Stored data:
[Start of Attachment]
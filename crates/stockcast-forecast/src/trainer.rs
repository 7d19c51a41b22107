//! Model training and evaluation.
//!
//! The trainer owns a compiled [`SequentialModel`] together with one
//! optimizer state per parameter tensor. Training is synchronous and
//! blocking; each call to [`Trainer::fit`] runs the full epoch loop and
//! streams per-epoch progress through `tracing`.
//!
//! Updates are derivative-free: each step estimates a gradient for a
//! sampled coordinate subset of one parameter tensor with central finite
//! differences, clips it, and feeds it through the configured optimizer.

use stockcast_layers::Tensor;
use stockcast_optimizer::{create_optimizer, OptimizerConfig, OptimizerDyn};

use crate::error::{ForecastError, ForecastResult};
use crate::loss::Loss;
use crate::metrics::{exact_match_accuracy, Metrics};
use crate::model::SequentialModel;
use crate::options::ForecastOptions;

/// Gradient clip applied to every finite-difference estimate.
const GRAD_CLIP: f32 = 1.0;
/// Coordinates sampled per update step.
const FD_NUM_COORDS: usize = 256;
/// Lower and upper bounds for the adaptive perturbation size.
const FD_EPSILON_MIN: f32 = 1e-6;
const FD_EPSILON_MAX: f32 = 1e-2;

/// A compiled model plus its training state.
pub struct Trainer {
    model: SequentialModel,
    options: ForecastOptions,
    loss: Loss,
    optimizers: Vec<Box<dyn OptimizerDyn>>,
    fd_epsilon: f32,
    global_step: usize,
}

impl std::fmt::Debug for Trainer {
    fn fmt(&self, f: &mut std::fmt::Formatter<'_>) -> std::fmt::Result {
        f.debug_struct("Trainer")
            .field("model", &self.model)
            .field("options", &self.options)
            .field("loss", &self.loss)
            .field("fd_epsilon", &self.fd_epsilon)
            .field("global_step", &self.global_step)
            .finish()
    }
}

impl Trainer {
    /// Compiles a built model: resolves the optimizer and loss names and
    /// attaches one optimizer state per parameter tensor.
    ///
    /// # Errors
    ///
    /// Returns [`ForecastError::UnknownOptimizer`] or
    /// [`ForecastError::UnknownLoss`] when a name token fails to resolve.
    pub fn compile(mut model: SequentialModel, options: &ForecastOptions) -> ForecastResult<Self> {
        let loss = Loss::for_name(&options.loss)?;
        let config = OptimizerConfig::for_name(&options.optimizer, options.learning_rate)
            .map_err(|_| ForecastError::UnknownOptimizer {
                name: options.optimizer.clone(),
            })?;

        let optimizers: Vec<Box<dyn OptimizerDyn>> = model
            .parameters_mut()
            .iter()
            .map(|_| create_optimizer(config.clone()))
            .collect();

        Ok(Self {
            model,
            options: options.clone(),
            loss,
            optimizers,
            fd_epsilon: 1e-3,
            global_step: 0,
        })
    }

    /// Returns the compiled model.
    pub fn model(&self) -> &SequentialModel {
        &self.model
    }

    /// Returns the resolved loss function.
    pub fn loss(&self) -> Loss {
        self.loss
    }

    /// Trains the model for the configured number of epochs.
    ///
    /// `train_x` is `[samples, timesteps, features]`; `train_y` is
    /// `[samples]` or `[samples, 1]`. Returns the per-epoch metrics.
    ///
    /// # Errors
    ///
    /// Returns [`ForecastError::Configuration`] for empty or mismatched
    /// arrays; layer failures propagate unchanged.
    pub fn fit(&mut self, train_x: &Tensor, train_y: &Tensor) -> ForecastResult<Vec<Metrics>> {
        let (samples, window_len) = check_window_batch(train_x, "train_x")?;
        let targets = as_column(train_y, samples, "train_y")?;
        let batch_size = self.options.resolved_batch_size(window_len).max(1);

        self.model.set_training(true);
        let mut history = Vec::with_capacity(self.options.epochs);

        for epoch in 1..=self.options.epochs {
            let mut epoch_loss = 0.0f64;
            let mut epoch_preds: Vec<f32> = Vec::with_capacity(samples);

            let mut start = 0;
            while start < samples {
                let end = (start + batch_size).min(samples);
                let x_batch = slice_windows(train_x, start, end);
                let y_batch = slice_column(&targets, start, end);

                let predictions = self.model.forward(&x_batch)?;
                let batch_loss = self.loss.compute(&predictions, &y_batch);
                epoch_loss += batch_loss as f64 * (end - start) as f64;
                epoch_preds.extend_from_slice(predictions.data());

                self.finite_difference_step(&x_batch, &y_batch)?;
                self.global_step += 1;

                tracing::debug!(
                    step = self.global_step,
                    batch_loss,
                    "processed batch {}..{}",
                    start,
                    end
                );
                start = end;
            }

            let mean_loss = epoch_loss / samples as f64;
            let accuracy = exact_match_accuracy(&epoch_preds, targets.data());
            tracing::info!(
                "Epoch {}/{} - loss: {:.6} - accuracy: {:.4}",
                epoch,
                self.options.epochs,
                mean_loss,
                accuracy
            );
            history.push(Metrics::new(mean_loss, epoch).with_accuracy(accuracy));
        }

        self.model.set_training(false);
        Ok(history)
    }

    /// Runs the model on held-out data and scores it.
    ///
    /// Returns the raw predictions `[samples, 1]` together with the
    /// evaluation metrics.
    pub fn evaluate(&mut self, test_x: &Tensor, test_y: &Tensor) -> ForecastResult<(Tensor, Metrics)> {
        let (samples, _) = check_window_batch(test_x, "test_x")?;
        let targets = as_column(test_y, samples, "test_y")?;

        self.model.set_training(false);
        let predictions = self.model.forward(test_x)?;
        let loss = self.loss.compute(&predictions, &targets) as f64;
        let accuracy = exact_match_accuracy(predictions.data(), targets.data());

        tracing::info!("Evaluation complete: loss = {:.6}", loss);
        Ok((predictions, Metrics::new(loss, 0).with_accuracy(accuracy)))
    }

    /// Loss of the current model on a batch, without updating anything.
    fn batch_loss(&self, x: &Tensor, y: &Tensor) -> ForecastResult<f32> {
        let predictions = self.model.forward(x)?;
        Ok(self.loss.compute(&predictions, y))
    }

    /// One derivative-free update: estimate the gradient along a sampled
    /// coordinate subset of one parameter tensor and apply it through that
    /// tensor's optimizer.
    fn finite_difference_step(&mut self, x: &Tensor, y: &Tensor) -> ForecastResult<()> {
        let num_params = {
            let params = self.model.parameters_mut();
            params.len()
        };
        if num_params == 0 {
            return Ok(());
        }
        let param_idx = self.global_step % num_params;

        let param_len = {
            let mut params = self.model.parameters_mut();
            params[param_idx].data_mut().len()
        };
        if param_len == 0 {
            return Ok(());
        }

        let coord_count = FD_NUM_COORDS.min(param_len);
        let mut coord_indices = Vec::with_capacity(coord_count);
        let mut coord_deltas = Vec::with_capacity(coord_count);
        for j in 0..coord_count {
            let h = (self.global_step as u64)
                .wrapping_mul(1_000_003)
                .wrapping_add(param_idx as u64 * 97)
                .wrapping_add(j as u64 * 1_009);
            coord_indices.push((h as usize) % param_len);
            coord_deltas.push(if (h >> 11) & 1 == 0 { 1.0f32 } else { -1.0f32 });
        }

        let eps = self.fd_epsilon;

        // Perturb +eps along the sampled direction
        self.nudge(param_idx, &coord_indices, &coord_deltas, eps);
        let loss_plus = self.batch_loss(x, y)?;

        // Cross to the -eps side
        self.nudge(param_idx, &coord_indices, &coord_deltas, -2.0 * eps);
        let loss_minus = self.batch_loss(x, y)?;

        // Restore original weights
        self.nudge(param_idx, &coord_indices, &coord_deltas, eps);

        let coeff = (loss_plus - loss_minus) / (2.0 * eps);

        let mut gradients = vec![0.0f32; param_len];
        for (&idx, &delta) in coord_indices.iter().zip(coord_deltas.iter()) {
            gradients[idx] = (coeff * delta).clamp(-GRAD_CLIP, GRAD_CLIP);
        }

        {
            let mut params = self.model.parameters_mut();
            self.optimizers[param_idx].apply_gradients(params[param_idx].data_mut(), &gradients);
        }

        // Adapt the perturbation size: shrink on overflow, grow when the
        // probe no longer separates the two sides.
        if !loss_plus.is_finite() || !loss_minus.is_finite() {
            self.fd_epsilon = (self.fd_epsilon * 0.5).max(FD_EPSILON_MIN);
        } else if (loss_plus - loss_minus).abs() < 1e-6 {
            self.fd_epsilon = (self.fd_epsilon * 1.05).min(FD_EPSILON_MAX);
        }

        Ok(())
    }

    /// Adds `amount * delta_j` to the sampled coordinates of one parameter
    /// tensor.
    fn nudge(&mut self, param_idx: usize, indices: &[usize], deltas: &[f32], amount: f32) {
        let mut params = self.model.parameters_mut();
        let data = params[param_idx].data_mut();
        for (&idx, &delta) in indices.iter().zip(deltas.iter()) {
            data[idx] += amount * delta;
        }
    }
}

/// Validates a `[samples, timesteps, features]` batch and returns
/// `(samples, timesteps)`.
fn check_window_batch(x: &Tensor, what: &str) -> ForecastResult<(usize, usize)> {
    if x.ndim() != 3 {
        return Err(ForecastError::Configuration {
            message: format!(
                "{} must be [samples, timesteps, features], got shape {:?}",
                what,
                x.shape()
            ),
        });
    }
    let samples = x.shape()[0];
    if samples == 0 {
        return Err(ForecastError::Configuration {
            message: format!("{} is empty", what),
        });
    }
    Ok((samples, x.shape()[1]))
}

/// Accepts `[n]` or `[n, 1]` targets and reshapes to a `[n, 1]` column.
fn as_column(y: &Tensor, samples: usize, what: &str) -> ForecastResult<Tensor> {
    let ok = match y.ndim() {
        1 => y.shape()[0] == samples,
        2 => y.shape()[0] == samples && y.shape()[1] == 1,
        _ => false,
    };
    if !ok {
        return Err(ForecastError::Configuration {
            message: format!(
                "{} must hold one target per sample ({}), got shape {:?}",
                what,
                samples,
                y.shape()
            ),
        });
    }
    Ok(y.reshape(&[samples, 1]))
}

/// Copies window rows `start..end` out of a `[n, t, f]` tensor.
fn slice_windows(x: &Tensor, start: usize, end: usize) -> Tensor {
    let t = x.shape()[1];
    let f = x.shape()[2];
    let row = t * f;
    let data = x.data()[start * row..end * row].to_vec();
    Tensor::from_data(&[end - start, t, f], data)
}

/// Copies rows `start..end` out of a `[n, 1]` column tensor.
fn slice_column(y: &Tensor, start: usize, end: usize) -> Tensor {
    let data = y.data()[start..end].to_vec();
    Tensor::from_data(&[end - start, 1], data)
}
[End of Attachment]
• WHAT TO DO:
Take from the entries every line that has the string "perturbation".

• RESULT FOR THIS EXERCISE:
/// Lower and upper bounds for the adaptive perturbation size.
        // Adapt the perturbation size: shrink on overflow, grow when the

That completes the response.